- Task -
What is needed is a faithful copy of all the records.

### Input data

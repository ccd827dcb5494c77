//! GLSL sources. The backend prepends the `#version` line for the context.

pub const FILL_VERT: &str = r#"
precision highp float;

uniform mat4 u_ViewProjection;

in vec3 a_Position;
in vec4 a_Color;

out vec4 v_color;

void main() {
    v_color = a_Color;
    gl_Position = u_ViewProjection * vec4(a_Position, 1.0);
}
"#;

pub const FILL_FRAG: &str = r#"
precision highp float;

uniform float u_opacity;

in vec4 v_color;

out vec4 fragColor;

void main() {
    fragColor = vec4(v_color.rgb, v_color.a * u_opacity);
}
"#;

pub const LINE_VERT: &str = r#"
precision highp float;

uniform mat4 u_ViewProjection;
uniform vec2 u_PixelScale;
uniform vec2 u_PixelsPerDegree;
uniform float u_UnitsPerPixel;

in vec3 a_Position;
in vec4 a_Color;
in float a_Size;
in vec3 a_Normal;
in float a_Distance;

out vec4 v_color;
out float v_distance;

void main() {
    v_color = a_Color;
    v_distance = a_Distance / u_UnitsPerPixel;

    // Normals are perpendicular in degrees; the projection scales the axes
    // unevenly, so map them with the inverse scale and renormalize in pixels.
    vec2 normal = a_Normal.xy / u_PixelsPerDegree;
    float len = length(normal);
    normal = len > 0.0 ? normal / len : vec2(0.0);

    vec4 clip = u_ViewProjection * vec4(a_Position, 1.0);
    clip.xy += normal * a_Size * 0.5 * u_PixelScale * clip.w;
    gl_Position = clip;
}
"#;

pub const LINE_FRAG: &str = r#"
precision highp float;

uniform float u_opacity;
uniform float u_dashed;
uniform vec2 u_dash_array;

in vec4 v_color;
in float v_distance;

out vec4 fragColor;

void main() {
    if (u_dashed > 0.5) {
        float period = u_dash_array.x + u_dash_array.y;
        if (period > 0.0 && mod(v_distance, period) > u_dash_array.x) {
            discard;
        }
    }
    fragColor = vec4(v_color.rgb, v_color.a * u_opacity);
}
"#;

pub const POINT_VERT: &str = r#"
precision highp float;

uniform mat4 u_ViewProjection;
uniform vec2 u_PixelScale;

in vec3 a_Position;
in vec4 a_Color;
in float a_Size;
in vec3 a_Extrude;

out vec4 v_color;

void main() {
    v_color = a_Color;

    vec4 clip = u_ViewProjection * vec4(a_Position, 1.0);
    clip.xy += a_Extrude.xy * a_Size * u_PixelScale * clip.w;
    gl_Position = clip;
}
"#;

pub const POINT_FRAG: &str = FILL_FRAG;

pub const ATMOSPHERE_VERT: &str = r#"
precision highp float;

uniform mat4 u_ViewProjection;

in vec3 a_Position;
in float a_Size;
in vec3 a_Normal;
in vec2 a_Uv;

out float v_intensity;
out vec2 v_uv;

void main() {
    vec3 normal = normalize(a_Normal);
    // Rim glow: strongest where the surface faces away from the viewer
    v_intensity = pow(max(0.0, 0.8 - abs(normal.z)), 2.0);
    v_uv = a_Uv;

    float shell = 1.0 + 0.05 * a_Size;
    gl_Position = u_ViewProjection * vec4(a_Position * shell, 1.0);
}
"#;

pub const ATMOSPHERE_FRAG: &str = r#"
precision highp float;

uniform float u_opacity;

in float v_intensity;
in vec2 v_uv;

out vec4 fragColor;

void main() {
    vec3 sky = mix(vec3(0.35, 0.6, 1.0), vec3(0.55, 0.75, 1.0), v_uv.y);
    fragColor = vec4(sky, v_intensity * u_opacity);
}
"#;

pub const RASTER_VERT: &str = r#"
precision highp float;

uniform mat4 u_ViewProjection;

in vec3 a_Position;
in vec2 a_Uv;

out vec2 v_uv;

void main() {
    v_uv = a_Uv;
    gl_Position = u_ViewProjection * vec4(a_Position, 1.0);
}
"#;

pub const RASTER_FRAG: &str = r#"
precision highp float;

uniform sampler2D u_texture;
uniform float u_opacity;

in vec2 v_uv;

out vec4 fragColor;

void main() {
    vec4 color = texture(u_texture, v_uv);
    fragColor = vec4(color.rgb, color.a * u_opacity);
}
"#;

######

- Response -
repository ccd827dcb5494c77
//! GLSL sources. The backend prepends the `#version` line for the context.

pub const FILL_VERT: &str = r#"
precision highp float;

uniform mat4 u_ViewProjection;

in vec3 a_Position;
in vec4 a_Color;

out vec4 v_color;

void main() {
    v_color = a_Color;
    gl_Position = u_ViewProjection * vec4(a_Position, 1.0);
}
"#;

pub const FILL_FRAG: &str = r#"
precision highp float;

uniform float u_opacity;

in vec4 v_color;

out vec4 fragColor;

void main() {
    fragColor = vec4(v_color.rgb, v_color.a * u_opacity);
}
"#;

pub const LINE_VERT: &str = r#"
precision highp float;

uniform mat4 u_ViewProjection;
uniform vec2 u_PixelScale;
uniform vec2 u_PixelsPerDegree;
uniform float u_UnitsPerPixel;

in vec3 a_Position;
in vec4 a_Color;
in float a_Size;
in vec3 a_Normal;
in float a_Distance;

out vec4 v_color;
out float v_distance;

void main() {
    v_color = a_Color;
    v_distance = a_Distance / u_UnitsPerPixel;

    // Normals are perpendicular in degrees; the projection scales the axes
    // unevenly, so map them with the inverse scale and renormalize in pixels.
    vec2 normal = a_Normal.xy / u_PixelsPerDegree;
    float len = length(normal);
    normal = len > 0.0 ? normal / len : vec2(0.0);

    vec4 clip = u_ViewProjection * vec4(a_Position, 1.0);
    clip.xy += normal * a_Size * 0.5 * u_PixelScale * clip.w;
    gl_Position = clip;
}
"#;

pub const LINE_FRAG: &str = r#"
precision highp float;

uniform float u_opacity;
uniform float u_dashed;
uniform vec2 u_dash_array;

in vec4 v_color;
in float v_distance;

out vec4 fragColor;

void main() {
    if (u_dashed > 0.5) {
        float period = u_dash_array.x + u_dash_array.y;
        if (period > 0.0 && mod(v_distance, period) > u_dash_array.x) {
            discard;
        }
    }
    fragColor = vec4(v_color.rgb, v_color.a * u_opacity);
}
"#;

pub const POINT_VERT: &str = r#"
precision highp float;

uniform mat4 u_ViewProjection;
uniform vec2 u_PixelScale;

in vec3 a_Position;
in vec4 a_Color;
in float a_Size;
in vec3 a_Extrude;

out vec4 v_color;

void main() {
    v_color = a_Color;

    vec4 clip = u_ViewProjection * vec4(a_Position, 1.0);
    clip.xy += a_Extrude.xy * a_Size * u_PixelScale * clip.w;
    gl_Position = clip;
}
"#;

pub const POINT_FRAG: &str = FILL_FRAG;

pub const ATMOSPHERE_VERT: &str = r#"
precision highp float;

uniform mat4 u_ViewProjection;

in vec3 a_Position;
in float a_Size;
in vec3 a_Normal;
in vec2 a_Uv;

out float v_intensity;
out vec2 v_uv;

void main() {
    vec3 normal = normalize(a_Normal);
    // Rim glow: strongest where the surface faces away from the viewer
    v_intensity = pow(max(0.0, 0.8 - abs(normal.z)), 2.0);
    v_uv = a_Uv;

    float shell = 1.0 + 0.05 * a_Size;
    gl_Position = u_ViewProjection * vec4(a_Position * shell, 1.0);
}
"#;

pub const ATMOSPHERE_FRAG: &str = r#"
precision highp float;

uniform float u_opacity;

in float v_intensity;
in vec2 v_uv;

out vec4 fragColor;

void main() {
    vec3 sky = mix(vec3(0.35, 0.6, 1.0), vec3(0.55, 0.75, 1.0), v_uv.y);
    fragColor = vec4(sky, v_intensity * u_opacity);
}
"#;

pub const RASTER_VERT: &str = r#"
precision highp float;

uniform mat4 u_ViewProjection;

in vec3 a_Position;
in vec2 a_Uv;

out vec2 v_uv;

void main() {
    v_uv = a_Uv;
    gl_Position = u_ViewProjection * vec4(a_Position, 1.0);
}
"#;

pub const RASTER_FRAG: &str = r#"
precision highp float;

uniform sampler2D u_texture;
uniform float u_opacity;

in vec2 v_uv;

out vec4 fragColor;

void main() {
    vec4 color = texture(u_texture, v_uv);
    fragColor = vec4(color.rgb, color.a * u_opacity);
}
"#;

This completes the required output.